Work request ▸ Copy out each line in the listing below where the word "PortablePathManager" appears.

Excerpted records ▸

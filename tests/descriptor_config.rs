use enum_mapping::{map_enum_to_keys, EnumDescriptor, Variant};

#[test]
fn descriptor_loads_from_json() {
    let descriptor: EnumDescriptor<String> = serde_json::from_str(
        r#"[
            { "name": "Red", "repr": "RED" },
            { "name": "Blue", "repr": "BLUE" }
        ]"#,
    )
    .unwrap();
    assert_eq!(descriptor.repr_of("Blue").map(String::as_str), Some("BLUE"));

    let mapping = map_enum_to_keys(descriptor);
    assert_eq!(mapping.parse("Red").map(String::as_str), Ok("RED"));
}

#[test]
fn numeric_descriptor_keeps_order() {
    let descriptor = EnumDescriptor::new().variant("Circle", 0i64).variant("Square", 1);
    let json = serde_json::to_value(&descriptor).unwrap();
    assert_eq!(
        json,
        serde_json::json!([
            { "name": "Circle", "repr": 0 },
            { "name": "Square", "repr": 1 }
        ])
    );
    let back: EnumDescriptor<i64> = serde_json::from_value(json).unwrap();
    assert_eq!(
        back.iter().cloned().collect::<Vec<_>>(),
        [
            Variant { name: "Circle".into(), repr: 0 },
            Variant { name: "Square".into(), repr: 1 },
        ]
    );
}
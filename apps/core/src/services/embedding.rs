//! Zero-shot classification using FastEmbed embeddings.
//!
//! Embeds the text and each candidate label with AllMiniLML6V2 and ranks the
//! labels by cosine similarity. Runs fully offline once the model is cached.

use crate::error::{AppError, Capability};
use crate::services::traits::LabelScore;
use fastembed::{EmbeddingModel, InitOptions, TextEmbedding};
use std::collections::HashMap;
use std::path::PathBuf;
use std::sync::Mutex;
use tracing::{info, warn};

/// Embedding-backed zero-shot classifier.
pub struct EmbeddingZeroShot {
    model: TextEmbedding,
    /// Candidate labels repeat on every call; embed each only once.
    label_cache: Mutex<HashMap<String, Vec<f32>>>,
}

impl EmbeddingZeroShot {
    /// Loads the embedding model from `cache_dir`, downloading it if needed.
    ///
    /// Returns `None` when the model cannot be loaded, so callers can run
    /// without a zero-shot backend.
    pub fn new(cache_dir: PathBuf) -> Option<Self> {
        let mut options = InitOptions::new(EmbeddingModel::AllMiniLML6V2);
        options.show_download_progress = false;
        options.cache_dir = cache_dir;

        match TextEmbedding::try_new(options) {
            Ok(model) => {
                info!("Embedding model loaded for zero-shot classification");
                Some(Self {
                    model,
                    label_cache: Mutex::new(HashMap::new()),
                })
            }
            Err(e) => {
                warn!("Failed to load embedding model for zero-shot classification: {}", e);
                None
            }
        }
    }

    fn embed_one(&self, text: &str) -> Result<Vec<f32>, AppError> {
        let mut embeddings = self
            .model
            .embed(vec![text.to_string()], None)
            .map_err(|e| AppError::unavailable(Capability::ZeroShot, format!("Embedding error: {}", e)))?;
        embeddings
            .pop()
            .ok_or_else(|| AppError::unavailable(Capability::ZeroShot, "empty embedding"))
    }

    fn label_embedding(&self, label: &str) -> Result<Vec<f32>, AppError> {
        if let Ok(cache) = self.label_cache.lock() {
            if let Some(embedding) = cache.get(label) {
                return Ok(embedding.clone());
            }
        }

        let embedding = self.embed_one(label)?;
        if let Ok(mut cache) = self.label_cache.lock() {
            cache.insert(label.to_string(), embedding.clone());
        }
        Ok(embedding)
    }

    /// Ranks `candidate_labels` by similarity to `text`, best first.
    pub fn classify(
        &self,
        text: &str,
        candidate_labels: &[&str],
    ) -> Result<Vec<LabelScore>, AppError> {
        let query = self.embed_one(text)?;

        let mut ranked = candidate_labels
            .iter()
            .map(|label| {
                self.label_embedding(label).map(|emb| LabelScore {
                    label: label.to_string(),
                    score: cosine_similarity(&query, &emb),
                })
            })
            .collect::<Result<Vec<_>, _>>()?;

        ranked.sort_by(|a, b| b.score.partial_cmp(&a.score).unwrap_or(std::cmp::Ordering::Equal));
        Ok(ranked)
    }
}

/// Calculate cosine similarity between two vectors
pub fn cosine_similarity(a: &[f32], b: &[f32]) -> f32 {
    if a.len() != b.len() || a.is_empty() {
        return 0.0;
    }

    let dot_product: f32 = a.iter().zip(b.iter()).map(|(x, y)| x * y).sum();
    let magnitude_a: f32 = a.iter().map(|x| x * x).sum::<f32>().sqrt();
    let magnitude_b: f32 = b.iter().map(|x| x * x).sum::<f32>().sqrt();

    if magnitude_a == 0.0 || magnitude_b == 0.0 {
        return 0.0;
    }

    dot_product / (magnitude_a * magnitude_b)
}

#[cfg(test)]
mod tests {
    use super::*;

    #[test]
    fn test_cosine_similarity() {
        let a = vec![1.0, 0.0, 0.0];
        let b = vec![1.0, 0.0, 0.0];
        assert!((cosine_similarity(&a, &b) - 1.0).abs() < 0.001);

        let c = vec![0.0, 1.0, 0.0];
        assert!((cosine_similarity(&a, &c) - 0.0).abs() < 0.001);
    }

    #[test]
    fn test_cosine_similarity_degenerate_inputs() {
        assert_eq!(cosine_similarity(&[], &[]), 0.0);
        assert_eq!(cosine_similarity(&[1.0], &[1.0, 2.0]), 0.0);
        assert_eq!(cosine_similarity(&[0.0, 0.0], &[1.0, 2.0]), 0.0);
    }
}
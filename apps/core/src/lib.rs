// IncidentDesk Core
// Complaint analysis, ticket log and incident analytics

pub mod config;
pub mod dashboard;
pub mod database;
pub mod desk;
pub mod error;
pub mod fs_manager;
pub mod models;
pub mod nlu;
pub mod services;
pub mod telemetry;

#[cfg(test)]
mod tests;

pub use desk::{IncidentDesk, PersistenceOutcome, Submission};
pub use error::AppError;
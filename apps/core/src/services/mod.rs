//! Model-backed capabilities behind the `ModelCapabilities` trait.

pub mod embedding;
pub mod http;
pub mod inference;
pub mod traits;

pub use inference::InferenceServices;
pub use traits::{GenerationParams, LabelScore, ModelCapabilities, SentimentOutput};
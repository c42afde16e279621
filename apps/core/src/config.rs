//! Runtime configuration.
//!
//! Values come from `INCIDENTDESK_*` environment variables, optionally
//! seeded from a `.env` file by the binary. Every field has a default so an
//! empty environment yields a usable configuration.

use crate::error::AppError;
use crate::fs_manager::PortablePathManager;
use crate::models::ReplySettings;
use std::env;
use std::path::PathBuf;
use std::str::FromStr;
use std::time::Duration;
use validator::{Validate, ValidationError};

pub const DEFAULT_INFERENCE_URL: &str = "https://api-inference.huggingface.co";
pub const DEFAULT_ZERO_SHOT_MODEL: &str = "typeform/distilbert-base-uncased-mnli";
pub const DEFAULT_SENTIMENT_MODEL: &str = "cardiffnlp/twitter-roberta-base-sentiment";
pub const DEFAULT_REPLY_MODEL: &str = "google/flan-t5-small";

/// Which implementation serves zero-shot classification.
#[derive(Debug, Clone, Copy, PartialEq, Eq)]
pub enum ZeroShotBackend {
    /// Remote NLI model behind the inference service.
    Http,
    /// Local sentence embeddings ranked by cosine similarity.
    Embedding,
}

impl FromStr for ZeroShotBackend {
    type Err = AppError;

    fn from_str(s: &str) -> Result<Self, Self::Err> {
        match s.trim().to_ascii_lowercase().as_str() {
            "http" | "remote" => Ok(ZeroShotBackend::Http),
            "embedding" | "local" => Ok(ZeroShotBackend::Embedding),
            other => Err(AppError::Config(format!(
                "Unknown zero-shot backend '{}', expected 'http' or 'embedding'",
                other
            ))),
        }
    }
}

#[derive(Debug, Clone, Validate)]
#[validate(schema(function = "validate_deadlines"))]
pub struct AppConfig {
    pub db_path: PathBuf,
    #[validate(url)]
    pub inference_url: String,
    pub inference_token: Option<String>,
    #[validate(length(min = 1))]
    pub zero_shot_model: String,
    #[validate(length(min = 1))]
    pub sentiment_model: String,
    #[validate(length(min = 1))]
    pub reply_model: String,
    pub zero_shot_backend: ZeroShotBackend,
    /// Per capability call.
    #[validate(range(min = 1, max = 600))]
    pub request_timeout_secs: u64,
    /// Whole `analyze` call, all stages included. Must exceed the three
    /// sequential capability calls so they always degrade before it fires.
    #[validate(range(min = 1, max = 3600))]
    pub analysis_timeout_secs: u64,
    #[validate(nested)]
    pub reply: ReplySettings,
    /// When set, a sentiment failure aborts the analysis instead of
    /// degrading to Neutral.
    pub sentiment_required: bool,
    pub log_json: bool,
}

impl Default for AppConfig {
    fn default() -> Self {
        Self {
            db_path: PortablePathManager::default_db_path(),
            inference_url: DEFAULT_INFERENCE_URL.to_string(),
            inference_token: None,
            zero_shot_model: DEFAULT_ZERO_SHOT_MODEL.to_string(),
            sentiment_model: DEFAULT_SENTIMENT_MODEL.to_string(),
            reply_model: DEFAULT_REPLY_MODEL.to_string(),
            zero_shot_backend: ZeroShotBackend::Http,
            request_timeout_secs: 60,
            analysis_timeout_secs: 200,
            reply: ReplySettings::default(),
            sentiment_required: false,
            log_json: false,
        }
    }
}

impl AppConfig {
    /// Builds the configuration from the process environment and validates it.
    pub fn from_env() -> Result<Self, AppError> {
        let defaults = Self::default();

        let config = Self {
            db_path: env::var("INCIDENTDESK_DB_PATH")
                .map(PathBuf::from)
                .unwrap_or(defaults.db_path),
            inference_url: env_string("INCIDENTDESK_INFERENCE_URL", defaults.inference_url),
            inference_token: env::var("INCIDENTDESK_INFERENCE_TOKEN")
                .ok()
                .filter(|t| !t.trim().is_empty()),
            zero_shot_model: env_string("INCIDENTDESK_ZERO_SHOT_MODEL", defaults.zero_shot_model),
            sentiment_model: env_string("INCIDENTDESK_SENTIMENT_MODEL", defaults.sentiment_model),
            reply_model: env_string("INCIDENTDESK_REPLY_MODEL", defaults.reply_model),
            zero_shot_backend: env_parse(
                "INCIDENTDESK_ZERO_SHOT_BACKEND",
                defaults.zero_shot_backend,
            )?,
            request_timeout_secs: env_parse(
                "INCIDENTDESK_REQUEST_TIMEOUT_SECS",
                defaults.request_timeout_secs,
            )?,
            analysis_timeout_secs: env_parse(
                "INCIDENTDESK_ANALYSIS_TIMEOUT_SECS",
                defaults.analysis_timeout_secs,
            )?,
            reply: ReplySettings {
                max_length: env_parse("INCIDENTDESK_REPLY_MAX_LENGTH", defaults.reply.max_length)?,
                repetition_penalty: env_parse(
                    "INCIDENTDESK_REPLY_REPETITION_PENALTY",
                    defaults.reply.repetition_penalty,
                )?,
                no_repeat_ngram_size: env_parse(
                    "INCIDENTDESK_REPLY_NO_REPEAT_NGRAM",
                    defaults.reply.no_repeat_ngram_size,
                )?,
                max_chars: env_parse("INCIDENTDESK_REPLY_MAX_CHARS", defaults.reply.max_chars)?,
            },
            sentiment_required: env_flag(
                "INCIDENTDESK_SENTIMENT_REQUIRED",
                defaults.sentiment_required,
            )?,
            log_json: env_flag("INCIDENTDESK_LOG_JSON", defaults.log_json)?,
        };

        config.validate()?;
        Ok(config)
    }

    pub fn request_timeout(&self) -> Duration {
        Duration::from_secs(self.request_timeout_secs)
    }

    pub fn analysis_timeout(&self) -> Duration {
        Duration::from_secs(self.analysis_timeout_secs)
    }
}

/// Capability calls run sequentially; at most three per analysis.
const CAPABILITY_CALLS_PER_ANALYSIS: u64 = 3;

fn validate_deadlines(config: &AppConfig) -> Result<(), ValidationError> {
    let worst_case = config
        .request_timeout_secs
        .saturating_mul(CAPABILITY_CALLS_PER_ANALYSIS);
    if config.analysis_timeout_secs <= worst_case {
        let mut err = ValidationError::new("analysis_timeout");
        err.message = Some(
            format!(
                "analysis timeout ({}s) must exceed {} x request timeout ({}s)",
                config.analysis_timeout_secs,
                CAPABILITY_CALLS_PER_ANALYSIS,
                config.request_timeout_secs
            )
            .into(),
        );
        return Err(err);
    }
    Ok(())
}

fn env_string(key: &str, default: String) -> String {
    env::var(key)
        .ok()
        .filter(|v| !v.trim().is_empty())
        .unwrap_or(default)
}

fn env_parse<T>(key: &str, default: T) -> Result<T, AppError>
where
    T: FromStr,
    T::Err: std::fmt::Display,
{
    match env::var(key) {
        Ok(raw) if !raw.trim().is_empty() => raw
            .trim()
            .parse()
            .map_err(|e| AppError::Config(format!("{} = '{}': {}", key, raw, e))),
        _ => Ok(default),
    }
}

fn env_flag(key: &str, default: bool) -> Result<bool, AppError> {
    match env::var(key) {
        Ok(raw) => match raw.trim().to_ascii_lowercase().as_str() {
            "" => Ok(default),
            "1" | "true" | "yes" | "on" => Ok(true),
            "0" | "false" | "no" | "off" => Ok(false),
            other => Err(AppError::Config(format!(
                "{} = '{}' is not a boolean",
                key, other
            ))),
        },
        Err(_) => Ok(default),
    }
}

#[cfg(test)]
mod tests {
    use super::*;

    const ALL_KEYS: &[&str] = &[
        "INCIDENTDESK_DB_PATH",
        "INCIDENTDESK_INFERENCE_URL",
        "INCIDENTDESK_INFERENCE_TOKEN",
        "INCIDENTDESK_ZERO_SHOT_MODEL",
        "INCIDENTDESK_SENTIMENT_MODEL",
        "INCIDENTDESK_REPLY_MODEL",
        "INCIDENTDESK_ZERO_SHOT_BACKEND",
        "INCIDENTDESK_REQUEST_TIMEOUT_SECS",
        "INCIDENTDESK_ANALYSIS_TIMEOUT_SECS",
        "INCIDENTDESK_REPLY_MAX_LENGTH",
        "INCIDENTDESK_REPLY_REPETITION_PENALTY",
        "INCIDENTDESK_REPLY_NO_REPEAT_NGRAM",
        "INCIDENTDESK_REPLY_MAX_CHARS",
        "INCIDENTDESK_SENTIMENT_REQUIRED",
        "INCIDENTDESK_LOG_JSON",
    ];

    fn cleared() -> Vec<(&'static str, Option<&'static str>)> {
        ALL_KEYS.iter().map(|k| (*k, None)).collect()
    }

    #[test]
    fn test_defaults_from_empty_environment() {
        temp_env::with_vars(cleared(), || {
            let config = AppConfig::from_env().expect("defaults should be valid");
            assert_eq!(config.inference_url, DEFAULT_INFERENCE_URL);
            assert_eq!(config.zero_shot_model, DEFAULT_ZERO_SHOT_MODEL);
            assert_eq!(config.zero_shot_backend, ZeroShotBackend::Http);
            assert_eq!(config.reply, ReplySettings::default());
            assert!(config.inference_token.is_none());
            assert!(!config.sentiment_required);
        });
    }

    #[test]
    fn test_overrides_are_applied() {
        let mut vars = cleared();
        vars.extend([
            ("INCIDENTDESK_INFERENCE_URL", Some("http://localhost:9000")),
            ("INCIDENTDESK_INFERENCE_TOKEN", Some("secret")),
            ("INCIDENTDESK_ZERO_SHOT_BACKEND", Some("embedding")),
            ("INCIDENTDESK_REPLY_MAX_LENGTH", Some("120")),
            ("INCIDENTDESK_SENTIMENT_REQUIRED", Some("yes")),
        ]);
        temp_env::with_vars(vars, || {
            let config = AppConfig::from_env().expect("overrides should be valid");
            assert_eq!(config.inference_url, "http://localhost:9000");
            assert_eq!(config.inference_token.as_deref(), Some("secret"));
            assert_eq!(config.zero_shot_backend, ZeroShotBackend::Embedding);
            assert_eq!(config.reply.max_length, 120);
            assert!(config.sentiment_required);
        });
    }

    #[test]
    fn test_unparseable_number_is_config_error() {
        let mut vars = cleared();
        vars.push(("INCIDENTDESK_REQUEST_TIMEOUT_SECS", Some("soon")));
        temp_env::with_vars(vars, || {
            let err = AppConfig::from_env().unwrap_err();
            assert!(matches!(err, AppError::Config(_)));
        });
    }

    #[test]
    fn test_out_of_range_value_fails_validation() {
        let mut vars = cleared();
        vars.push(("INCIDENTDESK_REPLY_MAX_LENGTH", Some("2")));
        temp_env::with_vars(vars, || {
            let err = AppConfig::from_env().unwrap_err();
            assert!(matches!(err, AppError::Validation(_)));
        });
    }

    #[test]
    fn test_default_deadline_exceeds_capability_calls() {
        let config = AppConfig::default();
        assert!(config.analysis_timeout_secs > 3 * config.request_timeout_secs);
        assert!(config.validate().is_ok());
    }

    #[test]
    fn test_analysis_deadline_must_exceed_capability_calls() {
        let mut vars = cleared();
        vars.extend([
            ("INCIDENTDESK_REQUEST_TIMEOUT_SECS", Some("1")),
            ("INCIDENTDESK_ANALYSIS_TIMEOUT_SECS", Some("3")),
        ]);
        temp_env::with_vars(vars, || {
            let err = AppConfig::from_env().unwrap_err();
            assert!(matches!(err, AppError::Validation(_)));
        });

        let mut vars = cleared();
        vars.extend([
            ("INCIDENTDESK_REQUEST_TIMEOUT_SECS", Some("1")),
            ("INCIDENTDESK_ANALYSIS_TIMEOUT_SECS", Some("4")),
        ]);
        temp_env::with_vars(vars, || {
            assert!(AppConfig::from_env().is_ok());
        });
    }

    #[test]
    fn test_invalid_url_fails_validation() {
        let mut vars = cleared();
        vars.push(("INCIDENTDESK_INFERENCE_URL", Some("not a url")));
        temp_env::with_vars(vars, || {
            assert!(AppConfig::from_env().is_err());
        });
    }

    #[test]
    fn test_unknown_backend_is_rejected() {
        assert!("gpu".parse::<ZeroShotBackend>().is_err());
        assert_eq!("LOCAL".parse::<ZeroShotBackend>().unwrap(), ZeroShotBackend::Embedding);
    }
}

Exercise output ▸
use crate::fs_manager::PortablePathManager;
            db_path: PortablePathManager::default_db_path(),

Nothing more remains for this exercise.